Cramer told The Independent that after the conference, Jerry Duggan had stayed to attend an "education" meeting for young institute members and their friends. "I believed he had psychological problems, based on the conversations he had with people. I don't know what happened on the night he died, but the Schiller Institute played no part in his death.'' She said she had nothing to add to the German police report and referred all detailed inquiries to a statement issued by LaRouche, who said the Duggan affair was a "hoax" constructed by supporters of Tony Blair and the US Vice-President, Dick Cheney. It was "such an obvious fabrication that no further comment is necessary," said LaRouche.

The family have set up a fund to back their campaign. And Mrs Duggan still has questions she wants answered. "What was going on in Jerry's mind? Was he running away from somebody? If so, who was he running away from? And why? We want to know how and why Jerry died. That's all."



The mystery man fighting the 'enemy within'
The Independent -- Sidebar to above article

The millionaire politician, economist and convicted criminal Lyndon LaRouche is almost unknown in the UK. In the US, he has been derided as an anti-Semitic former Trotskyist turned right-wing conspiracy theorist, whose views appear to have switched towards the left again.

The Schiller Institute, which held the meeting in Wiesbaden attended by Jerry Duggan, is run by his wife, Helga Zepp-LaRouche, and is just one branch of LaRouche's substantial organisation. Now in his eighties, he travels the world, appearing as the star turn at meetings mostly organised by his supporters.

LaRouche publishes several newspapers and magazines in the US and Europe, in which he expounds his world view. His more extreme theories include one suggesting that the British Royal Family is responsible for the explosion in global drugs trafficking, but his views on politics are simple: he opposed both Iraqi conflicts, and he believes that America is in the grip of a "flock of neo-conservative fascists".

Since his release from prison in 1994 after serving five years of a 15-year sentence for tax evasion and mail-fraud conspiracy, his organisation has tried to build links with left-wing bodies, and has cultivated ties with Louis Farrakhan's Nation of Islam, according to Chip Berlet of Political Research Associates, a US think tank that monitors the right.

He came to prominence in the Sixties, when he founded the National Caucus of Labor Committees as an offshoot of the radical student politics of the time. By the mid-1970s he had performed an about-face, declaring war on the "enemy within" leftists, liberals, environmentalists. LaRouche publications printed what many saw as anti-Semitic articles.

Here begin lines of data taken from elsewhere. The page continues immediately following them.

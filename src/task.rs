//! Work items and remotely-submittable tasks.
//!
//! A [`Work`] is a deferred computation bound to the worker that will run
//! it. Closures cannot cross a process boundary, so work sent to another
//! worker is described by a [`RemoteTask`]: a serializable value with a
//! stable name that turns into a `Work` when it arrives. Every worker that
//! may receive a task type must register it on its builder.
//!
//! # Example
//!
//! ```ignore
//! use serde::{Deserialize, Serialize};
//! use taskloaf::{RemoteTask, Work};
//!
//! #[derive(Serialize, Deserialize)]
//! struct Square(u64);
//!
//! impl RemoteTask for Square {
//!     const NAME: &'static str = "square";
//!
//!     fn into_work(self) -> Work {
//!         Work::sync(Self::NAME, move |worker| {
//!             tracing::info!(address = worker.address(), result = self.0 * self.0);
//!             Ok(())
//!         })
//!     }
//! }
//! ```

use std::borrow::Cow;
use std::collections::HashMap;
use std::fmt;
use std::future::Future;
use std::pin::Pin;

use serde::de::DeserializeOwned;
use serde::{Deserialize, Serialize};

use crate::codec::MsgPackCodec;
use crate::error::{Result, TaskloafError};
use crate::worker::Worker;

/// Boxed future for suspendable work; not `Send`, it stays on its worker.
pub type LocalBoxFuture<'a, T> = Pin<Box<dyn Future<Output = T> + 'a>>;

/// Body of a work item.
pub enum WorkBody {
    /// Runs to completion inside one work step.
    Sync(Box<dyn FnOnce(&Worker) -> Result<()>>),
    /// Spawned as an independently tracked task that may yield.
    Suspendable(Box<dyn FnOnce(Worker) -> LocalBoxFuture<'static, Result<()>>>),
}

/// A deferred computation scheduled on one worker.
pub struct Work {
    label: Cow<'static, str>,
    body: WorkBody,
}

impl Work {
    /// Plain synchronous work item.
    pub fn sync<F>(label: impl Into<Cow<'static, str>>, f: F) -> Self
    where
        F: FnOnce(&Worker) -> Result<()> + 'static,
    {
        Self {
            label: label.into(),
            body: WorkBody::Sync(Box::new(f)),
        }
    }

    /// Suspend-capable work item.
    ///
    /// The future runs as its own task on the worker's thread. Its failure,
    /// panic or cancellation is logged and never reaches the scheduler.
    pub fn suspendable<F, Fut>(label: impl Into<Cow<'static, str>>, f: F) -> Self
    where
        F: FnOnce(Worker) -> Fut + 'static,
        Fut: Future<Output = Result<()>> + 'static,
    {
        Self {
            label: label.into(),
            body: WorkBody::Suspendable(Box::new(move |worker| Box::pin(f(worker)))),
        }
    }

    /// Label used in log context.
    pub fn label(&self) -> &str {
        &self.label
    }

    /// Whether this item is spawned rather than run inline.
    pub fn is_suspendable(&self) -> bool {
        matches!(self.body, WorkBody::Suspendable(_))
    }

    pub(crate) fn into_parts(self) -> (Cow<'static, str>, WorkBody) {
        (self.label, self.body)
    }
}

impl fmt::Debug for Work {
    fn fmt(&self, f: &mut fmt::Formatter<'_>) -> fmt::Result {
        f.debug_struct("Work")
            .field("label", &self.label)
            .field("suspendable", &self.is_suspendable())
            .finish()
    }
}

/// A work item that can be shipped to another worker.
pub trait RemoteTask: Serialize + DeserializeOwned + 'static {
    /// Stable name; identical on every worker.
    const NAME: &'static str;

    /// Turn the decoded task into runnable work on the receiving worker.
    fn into_work(self) -> Work;
}

/// Argument of a WORK envelope.
#[derive(Debug, Clone, PartialEq, Eq, Serialize, Deserialize)]
pub struct WorkPayload {
    /// [`RemoteTask::NAME`] of the encoded task.
    pub task: String,
    /// MsgPack encoding of the task value.
    #[serde(with = "serde_bytes")]
    pub args: Vec<u8>,
}

impl WorkPayload {
    /// Encode a task. Distributed references inside it are cloned.
    pub fn encode<T: RemoteTask>(task: &T) -> Result<Self> {
        Ok(Self {
            task: T::NAME.to_string(),
            args: MsgPackCodec::encode(task)?,
        })
    }
}

type TaskDecoder = fn(&Worker, &[u8]) -> Result<Work>;

fn decode_task<T: RemoteTask>(worker: &Worker, args: &[u8]) -> Result<Work> {
    let task: T = MsgPackCodec::decode_in(worker, args)?;
    Ok(task.into_work())
}

/// Task types a worker accepts over the wire, by name.
pub struct TaskRegistry {
    decoders: HashMap<&'static str, TaskDecoder>,
}

impl TaskRegistry {
    /// Registry holding only the built-in [`Shutdown`] task.
    pub fn new() -> Self {
        let mut registry = Self {
            decoders: HashMap::new(),
        };
        registry.register::<Shutdown>();
        registry
    }

    /// Accept task type `T`.
    pub fn register<T: RemoteTask>(&mut self) {
        self.decoders.insert(T::NAME, decode_task::<T>);
    }

    /// Check whether a task name is accepted.
    pub fn contains(&self, name: &str) -> bool {
        self.decoders.contains_key(name)
    }

    /// Rebuild the work item carried by a WORK envelope.
    pub fn decode(&self, worker: &Worker, payload: &WorkPayload) -> Result<Work> {
        let decoder = self
            .decoders
            .get(payload.task.as_str())
            .ok_or_else(|| TaskloafError::UnknownTask(payload.task.clone()))?;
        decoder(worker, &payload.args)
    }
}

impl Default for TaskRegistry {
    fn default() -> Self {
        Self::new()
    }
}

/// Stops the receiving worker once its pending work is drained.
#[derive(Debug, Clone, Copy, Default, PartialEq, Eq, Serialize, Deserialize)]
pub struct Shutdown;

impl RemoteTask for Shutdown {
    const NAME: &'static str = "taskloaf.shutdown";

    fn into_work(self) -> Work {
        Work::sync(Self::NAME, |worker| {
            worker.shutdown();
            Ok(())
        })
    }
}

Some have accused him of running a political cult. His followers are disciplined and young. "Give me 1,000 more youth leaders like these,'' he told the LaRouche Youth Movement in a recent webcast, "and I'll take over the country.'' There have been claims by ex-members of his "cadres" that emotional manipulation is used to bind people to the cause. In Germany his political party, the EAP, was in 1996 decreed by the government to be a "political sect".